The country has ignited in extensive debate over the constitutional validity of wearing the hijab in a school or college that has a dress code/uniform. Experts across academic, legal, and religious lines have something or the other to add to what citizens personally believe. While the Karnataka High Court continues to deliberate on it, the issue has taken centre stage amid the international community. Is it perhaps time to put these repetitive heated arguments to rest once and for all, and enact the uniform civil code as was initially intended by the pioneers of the Indian constitution?
TL; DR
On December 31, 2021, six girls were denied entry into Udupi Women’s Pre-University College in Karnataka, for wearing hijabs.
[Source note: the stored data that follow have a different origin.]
//! Karatsuba multiplication and squaring.
//!
//! One split at `a = min(m, n) / 2` turns the product into three
//! half-sized products: with x = x1*B^a + x0 and y = y1*B^a + y0,
//!
//! ```text
//! x*y = P2*B^(2a) + (P2 + P0 - P1)*B^a + P0
//! P2 = x1*y1,  P0 = x0*y0,  P1 = (x1 - x0)*(y1 - y0)
//! ```
//!
//! The middle term is assembled destructively: the split halves are
//! consumed to form the differences, and the residue accumulates into a
//! copy of P2 in place.

use super::{compose, dispatch, schoolbook, split};
use crate::bigint::BigInt;

/// Multiplies two magnitudes by one Karatsuba step, recursing through the
/// dispatcher for the three sub-products.
///
/// Input signs are ignored; the result is non-negative.
#[must_use]
pub fn karatsuba_mul(x: &BigInt, y: &BigInt) -> BigInt {
    let a = x.len().min(y.len()) / 2;
    if a == 0 {
        return schoolbook::schoolbook_mul(x, y);
    }
    let mut xs = split(x, a, 2);
    let mut ys = split(y, a, 2);
    let (x0, x1) = (xs.remove(0), xs.remove(0));
    let (y0, y1) = (ys.remove(0), ys.remove(0));

    let p2 = dispatch::mul(&x1, &y1);
    let p0 = dispatch::mul(&x0, &y0);

    // x1/x0/y1/y0 are dead after these moves.
    let mut dx = x1;
    dx -= &x0;
    let mut dy = y1;
    dy -= &y0;
    let p1 = dispatch::mul(&dx, &dy);

    let mut mid = p2.clone();
    mid += &p0;
    mid -= &p1;

    compose(&[p0, mid, p2], a)
}

/// Squares a magnitude by one Karatsuba step.
///
/// The specialisation of `karatsuba_mul` with x == y; the middle residue
/// `P2 + P0 - P1` reduces to `2*x1*x0`.
#[must_use]
pub fn karatsuba_sqr(x: &BigInt) -> BigInt {
    let a = x.len() / 2;
    if a == 0 {
        return schoolbook::schoolbook_sqr(x);
    }
    let mut xs = split(x, a, 2);
    let (x0, x1) = (xs.remove(0), xs.remove(0));

    let p2 = dispatch::sqr(&x1);
    let p0 = dispatch::sqr(&x0);

    let mut dx = x1;
    dx -= &x0;
    let p1 = dispatch::sqr(&dx);

    let mut mid = p2.clone();
    mid += &p0;
    mid -= &p1;

    compose(&[p0, mid, p2], a)
}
The girls were not allowed to enter as wearing the hijab in classrooms is against the institution’s dress code. “The rule is being followed to ensure uniformity in classrooms,” Rudra Gowda, the college principal, had said. However, the girls remained adamant. On January 3, some Hindu students of the First Grade College in Chikmagalur responded by coming to the institution wearing saffron scarves, giving rise to a serious confrontation between the two groups. Similar scenes were witnessed in the Pompei College of Mangalore, on January 6. Karnataka Primary and Secondary Education Minister BC Nagesh also said that the state was considering the implementation of a uniform dress code.
On January 31, 2022, a Muslim girl filed a writ petition in the Karnataka High Court, stating that wearing the hijab is her fundamental right under Articles 14 and 25 of the constitution, and an essential part of Islam. Students of the Udupi Women’s PU College appealed that the court let them attend classes wearing hijab, in the interim. The Karnataka government asked all students and institutions to maintain the status quo until a recommendation was released. On February 2, the Kundapur Government PU College shut its gates on students as some showed wearing hijabs and some in saffron scarves. This was followed by similar events at the Sir M Vishweshwaraiah Government Arts and Commerce College in Shivamogga on the same day, and the Bhandarkar’s Arts & Science College on February 3.
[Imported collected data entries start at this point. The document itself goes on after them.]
//! Ordered query-string parameters
//!
//! Behaves like the browser's `URLSearchParams`: keys may repeat, insertion
//! order is preserved, and `set` collapses every occurrence of a key into one.

use std::fmt;

#[derive(Debug, Clone, Default, PartialEq, Eq)]
pub struct QueryParams {
    pairs: Vec<(String, String)>,
}

impl QueryParams {
    pub fn new() -> Self {
        Self::default()
    }

    /// Append a value without touching existing occurrences of the key
    pub fn append(&mut self, key: impl Into<String>, value: impl Into<String>) {
        self.pairs.push((key.into(), value.into()));
    }

    /// Replace all occurrences of `key` with a single value.
    ///
    /// The value takes the position of the first occurrence, or goes to the
    /// end when the key was absent.
    pub fn set(&mut self, key: &str, value: impl Into<String>) {
        let value = value.into();
        match self.pairs.iter().position(|(k, _)| k == key) {
            Some(first) => {
                self.pairs[first].1 = value;
                let mut index = 0;
                self.pairs.retain(|(k, _)| {
                    let keep = index <= first || k != key;
                    index += 1;
                    keep
                });
            }
            None => self.pairs.push((key.to_string(), value)),
        }
    }

    pub fn remove(&mut self, key: &str) {
        self.pairs.retain(|(k, _)| k != key);
    }

    pub fn contains(&self, key: &str) -> bool {
        self.pairs.iter().any(|(k, _)| k == key)
    }

    /// First value stored under `key`
    pub fn get(&self, key: &str) -> Option<&str> {
        self.pairs
            .iter()
            .find(|(k, _)| k == key)
            .map(|(_, v)| v.as_str())
    }

    pub fn get_all(&self, key: &str) -> Vec<&str> {
        self.pairs
            .iter()
            .filter(|(k, _)| k == key)
            .map(|(_, v)| v.as_str())
            .collect()
    }

    pub fn iter(&self) -> impl Iterator<Item = (&str, &str)> {
        self.pairs.iter().map(|(k, v)| (k.as_str(), v.as_str()))
    }

    /// Percent-encoded `key=value&key=value` string without a leading `?`
    pub fn to_query_string(&self) -> String {
        self.pairs
            .iter()
            .map(|(k, v)| format!("{}={}", urlencoding::encode(k), urlencoding::encode(v)))
            .collect::<Vec<_>>()
            .join("&")
    }

    /// Parse a query string; a leading `?` is ignored, `+` decodes to a space.
    ///
    /// Malformed percent-escapes are kept verbatim rather than rejected.
    pub fn parse(query: &str) -> Self {
        let query = query.strip_prefix('?').unwrap_or(query);
        let pairs = query
            .split('&')
            .filter(|part| !part.is_empty())
            .map(|part| {
                let (k, v) = part.split_once('=').unwrap_or((part, ""));
                (decode_component(k), decode_component(v))
            })
            .collect();
        Self { pairs }
    }

    /// Parameters of the query part of `url` (everything after the first `?`)
    pub fn from_url(url: &str) -> Self {
        match url.split_once('?') {
            Some((_, query)) => Self::parse(query.split('#').next().unwrap_or(query)),
            None => Self::new(),
        }
    }
}

fn decode_component(raw: &str) -> String {
    let plus_decoded = raw.replace('+', " ");
    match urlencoding::decode(&plus_decoded) {
        Ok(decoded) => decoded.into_owned(),
        Err(_) => plus_decoded,
    }
}

impl fmt::Display for QueryParams {
    fn fmt(&self, f: &mut fmt::Formatter<'_>) -> fmt::Result {
        f.write_str(&self.to_query_string())
    }
}

impl<K: Into<String>, V: Into<String>> FromIterator<(K, V)> for QueryParams {
    fn from_iter<I: IntoIterator<Item = (K, V)>>(iter: I) -> Self {
        Self {
            pairs: iter
                .into_iter()
                .map(|(k, v)| (k.into(), v.into()))
                .collect(),
        }
    }
}

#[cfg(test)]
mod tests {
    use super::*;

    #[test]
    fn test_set_collapses_repeated_keys_in_place() {
        let mut params: QueryParams =
            [("status", "paid"), ("search", "acme"), ("status", "pending")]
                .into_iter()
                .collect();
        params.set("status", "scheduled");
        assert_eq!(params.to_query_string(), "status=scheduled&search=acme");
    }

    #[test]
    fn test_set_appends_missing_key() {
        let mut params = QueryParams::new();
        params.append("search", "acme");
        params.set("page", "1");
        assert_eq!(params.to_query_string(), "search=acme&page=1");
    }

    #[test]
    fn test_repeated_values_keep_order() {
        let params = QueryParams::parse("?status=paid&status=pending&page=2");
        assert_eq!(params.get_all("status"), vec!["paid", "pending"]);
        assert_eq!(params.get("page"), Some("2"));
    }

    #[test]
    fn test_encoding_of_special_characters() {
        let mut params = QueryParams::new();
        params.append("search", "ООО Ромашка & Co");
        let query = params.to_query_string();
        assert!(!query.contains(' '));
        assert_eq!(
            QueryParams::parse(&query).get("search"),
            Some("ООО Ромашка & Co")
        );
    }

    #[test]
    fn test_parse_plus_as_space() {
        let params = QueryParams::parse("search=acme+corp");
        assert_eq!(params.get("search"), Some("acme corp"));
    }

    #[test]
    fn test_from_url() {
        let params = QueryParams::from_url("/dashboard?per_page=50&page=3#top");
        assert_eq!(params.get("per_page"), Some("50"));
        assert_eq!(params.get("page"), Some("3"));
        assert_eq!(QueryParams::from_url("/dashboard"), QueryParams::new());
    }
}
The matter was first heard on February 8 by Justice Krishna Dixit, with Senior Advocate Devadutt Kamat appearing for the petitioners. On February 9, the single-judge bench referred the matter to a larger bench comprising Justice Dixit and Justice JM Khazi, and Chief Justice Ritu Raj Awasthi. In the interim order of February 10, the bench said that the hijab will not be allowed inside classrooms that have a pre-defined dress code. The order said, “Pending consideration of all these petitions, we restrain all the students regardless of their religion or faith from wearing saffron shawls (bhagwa) scarfs, hijab, religious flags or the like, within the classroom, until further orders.” The Karnataka HC has been hearing pleas ever since. Chief Minister Basavaraj Bommai has clarified that the interim order does not apply to all colleges in the state. “The high court order will not be followed in all colleges. HC has said only colleges where uniforms are prescribed, a ban will apply,” he said. Following this order, all high schools and colleges were shut across the state, and the court continued to hear petitions.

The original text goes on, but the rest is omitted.